*HOW TO COMPLETE THIS TASK*. What follows is a set of records. Repeat every one of them exactly.

*EXTRACTED DATA*.
#####

//! Operator dashboard: live feed, stream controls, stats tiles, and the
//! rolling event log, all driven by the `/api/*` endpoints.

pub(crate) static DASHBOARD_HTML: &str = r#"<!DOCTYPE html>
<html lang="en">
<head>
<meta charset="utf-8">
<title>Watchpost</title>
<style>
  body { margin: 0; font-family: system-ui, sans-serif; background: #101418; color: #dde3ea; }
  header { display: flex; align-items: center; gap: 1rem; padding: 0.8rem 1.2rem; background: #161c23; }
  header h1 { font-size: 1.1rem; margin: 0; letter-spacing: 0.08em; text-transform: uppercase; }
  #badges span { margin-left: 0.6rem; padding: 0.15rem 0.6rem; border-radius: 0.8rem; font-size: 0.75rem; background: #2a323c; }
  #badges span.on { background: #1d5c32; }
  main { display: grid; grid-template-columns: 2fr 1fr; gap: 1rem; padding: 1rem 1.2rem; }
  .panel { background: #161c23; border-radius: 0.5rem; padding: 1rem; }
  #feed { width: 100%; background: #000; border-radius: 0.3rem; min-height: 240px; }
  button { border: 0; border-radius: 0.3rem; padding: 0.5rem 1.2rem; margin-right: 0.5rem; cursor: pointer; font-weight: 600; }
  #start { background: #1d5c32; color: #dff5e4; }
  #stop { background: #6b2424; color: #fbe2e2; }
  .tiles { display: grid; grid-template-columns: repeat(2, 1fr); gap: 0.6rem; margin-top: 0.6rem; }
  .tile { background: #1d242d; border-radius: 0.4rem; padding: 0.6rem; }
  .tile .value { font-size: 1.4rem; font-weight: 700; }
  .tile .label { font-size: 0.7rem; text-transform: uppercase; color: #8b96a3; }
  #threat.High { color: #ff6d6d; }
  #threat.Medium { color: #ffc46d; }
  #threat.Low { color: #7fd98c; }
  table { width: 100%; border-collapse: collapse; font-size: 0.8rem; margin-top: 0.6rem; }
  th, td { text-align: left; padding: 0.3rem 0.4rem; border-bottom: 1px solid #222b35; }
  td.sent { color: #7fd98c; }
</style>
</head>
<body>
<header>
  <h1>Watchpost</h1>
  <div id="badges">
    <span id="stream-badge">stream</span>
    <span id="model-badge">model</span>
    <span id="camera-badge">camera</span>
  </div>
</header>
<main>
  <section class="panel">
    <img id="feed" alt="live feed">
    <div style="margin-top:0.8rem">
      <button id="start">Start stream</button>
      <button id="stop">Stop stream</button>
    </div>
  </section>
  <section class="panel">
    <div class="tiles">
      <div class="tile"><div class="value" id="total">0</div><div class="label">Total detections</div></div>
      <div class="tile"><div class="value" id="current">0</div><div class="label">Current frame</div></div>
      <div class="tile"><div class="value" id="threat">Low</div><div class="label">Threat level</div></div>
      <div class="tile"><div class="value" id="uptime">0.00</div><div class="label">Uptime (h)</div></div>
    </div>
    <table>
      <thead><tr><th>#</th><th>Time</th><th>Object</th><th>Conf</th><th>Severity</th><th>Alert</th></tr></thead>
      <tbody id="log"></tbody>
    </table>
  </section>
</main>
<script>
const badge = (id, on) => document.getElementById(id).classList.toggle('on', on);

async function refreshStatus() {
  const status = await fetch('/api/status').then(r => r.json());
  badge('stream-badge', status.is_streaming);
  badge('model-badge', status.model_loaded);
  badge('camera-badge', status.camera_active);
  const feed = document.getElementById('feed');
  if (status.is_streaming && !feed.src) {
    feed.src = '/api/video_feed';
  } else if (!status.is_streaming && feed.src) {
    feed.removeAttribute('src');
  }
}

async function refreshStats() {
  const stats = await fetch('/api/stats').then(r => r.json());
  document.getElementById('total').textContent = stats.total_detections;
  document.getElementById('current').textContent = stats.current_detections;
  document.getElementById('uptime').textContent = stats.uptime_hours.toFixed(2);
  const threat = document.getElementById('threat');
  threat.textContent = stats.threat_level;
  threat.className = stats.threat_level;
}

async function refreshLogs() {
  const data = await fetch('/api/logs?order=desc').then(r => r.json());
  const rows = data.logs.slice(0, 15).map(e =>
    `<tr><td>${e.id}</td><td>${e.timestamp.slice(11, 19)}</td><td>${e.object}</td>` +
    `<td>${e.confidence.toFixed(2)}</td><td>${e.status}</td>` +
    `<td class="${e.email_sent ? 'sent' : ''}">${e.email_sent ? 'sent' : '—'}</td></tr>`);
  document.getElementById('log').innerHTML = rows.join('');
}

document.getElementById('start').onclick = () =>
  fetch('/api/start_stream', { method: 'POST' }).then(refreshStatus);
document.getElementById('stop').onclick = () =>
  fetch('/api/stop_stream', { method: 'POST' }).then(refreshStatus);

setInterval(refreshStatus, 1000);
setInterval(refreshStats, 1000);
setInterval(refreshLogs, 2000);
refreshStatus(); refreshStats(); refreshLogs();
</script>
</body>
</html>
"#;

#####

*ANSWER TO THIS TASK*.
//! Operator dashboard: live feed, stream controls, stats tiles, and the
//! rolling event log, all driven by the `/api/*` endpoints.

pub(crate) static DASHBOARD_HTML: &str = r#"<!DOCTYPE html>
<html lang="en">
<head>
<meta charset="utf-8">
<title>Watchpost</title>
<style>
  body { margin: 0; font-family: system-ui, sans-serif; background: #101418; color: #dde3ea; }
  header { display: flex; align-items: center; gap: 1rem; padding: 0.8rem 1.2rem; background: #161c23; }
  header h1 { font-size: 1.1rem; margin: 0; letter-spacing: 0.08em; text-transform: uppercase; }
  #badges span { margin-left: 0.6rem; padding: 0.15rem 0.6rem; border-radius: 0.8rem; font-size: 0.75rem; background: #2a323c; }
  #badges span.on { background: #1d5c32; }
  main { display: grid; grid-template-columns: 2fr 1fr; gap: 1rem; padding: 1rem 1.2rem; }
  .panel { background: #161c23; border-radius: 0.5rem; padding: 1rem; }
  #feed { width: 100%; background: #000; border-radius: 0.3rem; min-height: 240px; }
  button { border: 0; border-radius: 0.3rem; padding: 0.5rem 1.2rem; margin-right: 0.5rem; cursor: pointer; font-weight: 600; }
  #start { background: #1d5c32; color: #dff5e4; }
  #stop { background: #6b2424; color: #fbe2e2; }
  .tiles { display: grid; grid-template-columns: repeat(2, 1fr); gap: 0.6rem; margin-top: 0.6rem; }
  .tile { background: #1d242d; border-radius: 0.4rem; padding: 0.6rem; }
  .tile .value { font-size: 1.4rem; font-weight: 700; }
  .tile .label { font-size: 0.7rem; text-transform: uppercase; color: #8b96a3; }
  #threat.High { color: #ff6d6d; }
  #threat.Medium { color: #ffc46d; }
  #threat.Low { color: #7fd98c; }
  table { width: 100%; border-collapse: collapse; font-size: 0.8rem; margin-top: 0.6rem; }
  th, td { text-align: left; padding: 0.3rem 0.4rem; border-bottom: 1px solid #222b35; }
  td.sent { color: #7fd98c; }
</style>
</head>
<body>
<header>
  <h1>Watchpost</h1>
  <div id="badges">
    <span id="stream-badge">stream</span>
    <span id="model-badge">model</span>
    <span id="camera-badge">camera</span>
  </div>
</header>
<main>
  <section class="panel">
    <img id="feed" alt="live feed">
    <div style="margin-top:0.8rem">
      <button id="start">Start stream</button>
      <button id="stop">Stop stream</button>
    </div>
  </section>
  <section class="panel">
    <div class="tiles">
      <div class="tile"><div class="value" id="total">0</div><div class="label">Total detections</div></div>
      <div class="tile"><div class="value" id="current">0</div><div class="label">Current frame</div></div>
      <div class="tile"><div class="value" id="threat">Low</div><div class="label">Threat level</div></div>
      <div class="tile"><div class="value" id="uptime">0.00</div><div class="label">Uptime (h)</div></div>
    </div>
    <table>
      <thead><tr><th>#</th><th>Time</th><th>Object</th><th>Conf</th><th>Severity</th><th>Alert</th></tr></thead>
      <tbody id="log"></tbody>
    </table>
  </section>
</main>
<script>
const badge = (id, on) => document.getElementById(id).classList.toggle('on', on);

async function refreshStatus() {
  const status = await fetch('/api/status').then(r => r.json());
  badge('stream-badge', status.is_streaming);
  badge('model-badge', status.model_loaded);
  badge('camera-badge', status.camera_active);
  const feed = document.getElementById('feed');
  if (status.is_streaming && !feed.src) {
    feed.src = '/api/video_feed';
  } else if (!status.is_streaming && feed.src) {
    feed.removeAttribute('src');
  }
}

async function refreshStats() {
  const stats = await fetch('/api/stats').then(r => r.json());
  document.getElementById('total').textContent = stats.total_detections;
  document.getElementById('current').textContent = stats.current_detections;
  document.getElementById('uptime').textContent = stats.uptime_hours.toFixed(2);
  const threat = document.getElementById('threat');
  threat.textContent = stats.threat_level;
  threat.className = stats.threat_level;
}

async function refreshLogs() {
  const data = await fetch('/api/logs?order=desc').then(r => r.json());
  const rows = data.logs.slice(0, 15).map(e =>
    `<tr><td>${e.id}</td><td>${e.timestamp.slice(11, 19)}</td><td>${e.object}</td>` +
    `<td>${e.confidence.toFixed(2)}</td><td>${e.status}</td>` +
    `<td class="${e.email_sent ? 'sent' : ''}">${e.email_sent ? 'sent' : '—'}</td></tr>`);
  document.getElementById('log').innerHTML = rows.join('');
}

document.getElementById('start').onclick = () =>
  fetch('/api/start_stream', { method: 'POST' }).then(refreshStatus);
document.getElementById('stop').onclick = () =>
  fetch('/api/stop_stream', { method: 'POST' }).then(refreshStatus);

setInterval(refreshStatus, 1000);
setInterval(refreshStats, 1000);
setInterval(refreshLogs, 2000);
refreshStatus(); refreshStats(); refreshLogs();
</script>
</body>
</html>
"#;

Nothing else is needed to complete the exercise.